- English logo
- Abbreviation: DIICOT

Agency overview
- Formed: 2004

Jurisdictional structure
- National agency (Operations jurisdiction): Romania
- Operations jurisdiction: Romania
- Legal jurisdiction: As per operations jurisdiction

Operational structure
- Headquarters: Bucharest
- Parent agency: Prosecutor's Office of the High Court of Cassation and Justice [ro]

Website
- www.diicot.ro

= Directorate for Investigating Organized Crime and Terrorism =

Romanian anti-crime and anti-terrorism agency

The Directorate for Investigating Organized Crime and Terrorism (Direcția de Investigare a Infracțiunilor de Criminalitate Organizată și Terorism, DIICOT) is a law enforcement agency of the Romanian government tasked with investigating and prosecuting organized crime, drug trafficking, cybercrime, financial crimes, and terrorism-related offenses. It was formed in 2004 under Law 508/2004, and operates under the jurisdiction of the Romanian Public Ministry.

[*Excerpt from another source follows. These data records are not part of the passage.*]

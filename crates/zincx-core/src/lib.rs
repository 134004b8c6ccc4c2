//! Core systems for ZincX.
//!
//! This crate provides the foundational pieces shared by every other ZincX crate:
//!
//! - **Enums**: The closed taxonomy of symbolic tags (render modes, widget
//!   states, event types, input devices, text alignment, ...)
//! - **Configuration**: TOML-backed [`Config`] with defaults for every field
//! - **Logging**: `tracing` targets, span helpers and the [`log`] free function
//! - **Errors**: Configuration errors and the framework-wide [`ErrorCode`]
//! - **Time**: [`ElapsedTimer`] for monotonic timestamps
//!
//! # Configuration Example
//!
//! ```
//! use zincx_core::{Config, RenderMode};
//!
//! let config = Config::from_toml_str(r#"
//! [window]
//! width = 640
//!
//! [render]
//! mode = "graphics16"
//! "#).unwrap();
//!
//! assert_eq!(config.window.width, 640);
//! assert_eq!(config.window.height, 600);
//! assert_eq!(config.render.mode, RenderMode::Graphics16);
//! ```

pub mod config;
pub mod enums;
mod error;
pub mod logging;
mod time;

pub use config::{Config, LoggingConfig, RenderConfig, WindowConfig, DEFAULT_HEIGHT, DEFAULT_WIDTH};
pub use enums::*;
pub use error::{ConfigError, ConfigResult};
pub use logging::{log, PerfSpan};
pub use time::ElapsedTimer;

#[doc(hidden)]
pub use tracing;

The DIICOT is headed by a Chief Prosecutor and a deputy, nominated by the Minister of Justice and appointed by the President of Romania. The Chief Prosecutor of the Directorate is subordinated to the General Prosecutor of the Prosecutor's Office attached to the High Court of Cassation and Justice.

Considered to be smaller and lesser known than its sister agency, the National Anticorruption Directorate, the DIICOT has wider ranging responsibilities that include crimes against cultural heritage, tobacco smuggling, and migrant trafficking. In 2017 alone, over 3,200 people were convicted based on its investigations and indictments.

== History ==
After the resignation of former DIICOT chief prosecutor Giorgiana Hosu, the agency's top role was filled by her deputy, Oana Pâțu, in an acting position. On December 28, 2022, DIICOT announced that her permanent replacement will be selected by March 1, 2023.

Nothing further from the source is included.